Le ministre russe des Affaires étrangères, Sergueï Lavrov, a annoncé lundi des « progrès tangibles » vers un règlement politique en Libye, soulignant l’urgence de rétablir la stabilité dans le pays. Lors d’une conférence de presse conjointe tenue à Moscou avec l’Égypte, il a précisé que la Russie travaille en étroite collaboration avec Le Caire pour favoriser un dialogue inclusif entre toutes les factions libyennes. « Le Caire demeure un partenaire stratégique de Moscou en Afrique du Nord et un acteur clé pour une solution politique durable », a-t-il déclaré.
Selon Lavrov, cette coordination vise à soutenir les initiatives sous l’égide des Nations Unies et à encourager Tripoli et Benghazi à convenir d’un calendrier électoral crédible. La Russie et l’Égypte appellent à la formation d’un gouvernement unifié capable de restaurer les institutions nationales fragmentées depuis 2014.
Le rôle du Caire dans la médiation libyenne est ancien, avec des liens solides avec le Parlement de Tobrouk et l’Armée nationale libyenne du maréchal Khalifa Haftar, tandis que Moscou entretient des contacts avec l’ensemble des parties. Les deux capitales partagent un objectif commun : éviter un effondrement sécuritaire aux frontières orientales de la Libye et préserver la stabilité régionale.

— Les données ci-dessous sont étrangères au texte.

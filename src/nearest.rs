//! Nearest-vertex lookup across a set of polylines.

use crate::geo::haversine;
use crate::network::{Coordinate, Polyline};

/// Closest sampled vertex found by [`find_nearest`].
#[derive(Debug, Clone, Copy)]
pub struct NearestMatch<'a> {
    /// The matched vertex.
    pub coord: Coordinate,
    /// Polyline the vertex belongs to.
    pub polyline: &'a Polyline,
    /// Index of the vertex within the polyline.
    pub index: usize,
    /// Distance from the target to the vertex, in meters.
    pub distance_m: f64,
}

/// Find the vertex closest to `target` across all `polylines`.
///
/// Only every `stride`-th vertex of each polyline is examined (indices
/// 0, stride, 2 * stride, ...); a stride of 0 is treated as 1. Vertices
/// at or beyond `max_distance_m` are ignored. On ties the first vertex
/// in iteration order wins.
pub fn find_nearest<'a, I>(
    target: Coordinate,
    polylines: I,
    max_distance_m: f64,
    stride: usize,
) -> Option<NearestMatch<'a>>
where
    I: IntoIterator<Item = &'a Polyline>,
{
    let stride = stride.max(1);
    let mut best: Option<NearestMatch<'a>> = None;

    for polyline in polylines {
        for (index, coord) in polyline.coords().iter().enumerate().step_by(stride) {
            let dist = haversine(&target, coord);
            if dist >= max_distance_m {
                continue;
            }

            let is_better = match &best {
                Some(prev) => dist < prev.distance_m,
                None => true,
            };

            if is_better {
                best = Some(NearestMatch {
                    coord: *coord,
                    polyline,
                    index,
                    distance_m: dist,
                });
            }
        }
    }

    if let Some(m) = &best {
        log::debug!(
            "Nearest vertex to ({}, {}) is {} on segment {} at {:.1} m",
            target.lat, target.lon, m.index, m.polyline.id(), m.distance_m
        );
    }

    best
}
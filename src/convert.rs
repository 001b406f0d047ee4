//! Track-to-feature conversion.

use crate::error::{Result, TrailError};
use crate::metadata::TrailMetadata;
use crate::normalize::normalize;
use crate::{TrackPoint, Trail};

/// Pair a parsed track with its metadata.
///
/// The geometry is kept in full; decimation happens later in
/// [`crate::simplify`]. An empty track is rejected.
///
/// # Example
/// ```
/// use trailmap::{convert::convert, metadata::TrailMetadata, TrackPoint};
///
/// let points = vec![
///     TrackPoint::new(20.0881, 49.1794, Some(1400.0)),
///     TrackPoint::new(20.0890, 49.1800, Some(1450.0)),
/// ];
/// let trail = convert("2025-06-08-rysy", points, TrailMetadata::default()).unwrap();
/// assert_eq!(trail.points.len(), 2);
/// ```
pub fn convert(id: &str, points: Vec<TrackPoint>, metadata: TrailMetadata) -> Result<Trail> {
    convert_segments(id, vec![points], metadata)
}

/// Like [`convert`] for a recording with several segments. Gaps between
/// segments stay gaps.
pub fn convert_segments(
    id: &str,
    segments: Vec<Vec<TrackPoint>>,
    metadata: TrailMetadata,
) -> Result<Trail> {
    let trail = Trail::from_segments(id, segments, metadata);
    if trail.points.is_empty() {
        return Err(TrailError::parse(id, "track has no points"));
    }
    Ok(trail)
}

/// Identity for a trail that has no source file: normalized `date-name`.
pub fn composite_id(metadata: &TrailMetadata) -> Option<String> {
    let date = metadata.date.as_deref()?;
    let name = metadata.name.as_deref()?;
    let id = normalize(&format!("{}-{}", date, name));
    (!id.is_empty()).then_some(id)
}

Cette convergence russo-égyptienne survient alors que les discussions sous l’égide de l’ONU peinent à aboutir à un accord politique global. Malgré la mise en place d’un comité mixte pour harmoniser les textes constitutionnels et électoraux, les rivalités institutionnelles persistent entre le gouvernement d’union nationale à Tripoli et les autorités de l’Est.
Les diplomates russes estiment néanmoins que « les conditions sont réunies » pour relancer le processus, à condition que les acteurs libyens privilégient « le consensus et l’intérêt national ». Aucun calendrier officiel n’a encore été annoncé, mais Moscou et Le Caire comptent intensifier leurs efforts diplomatiques dans les prochaines semaines.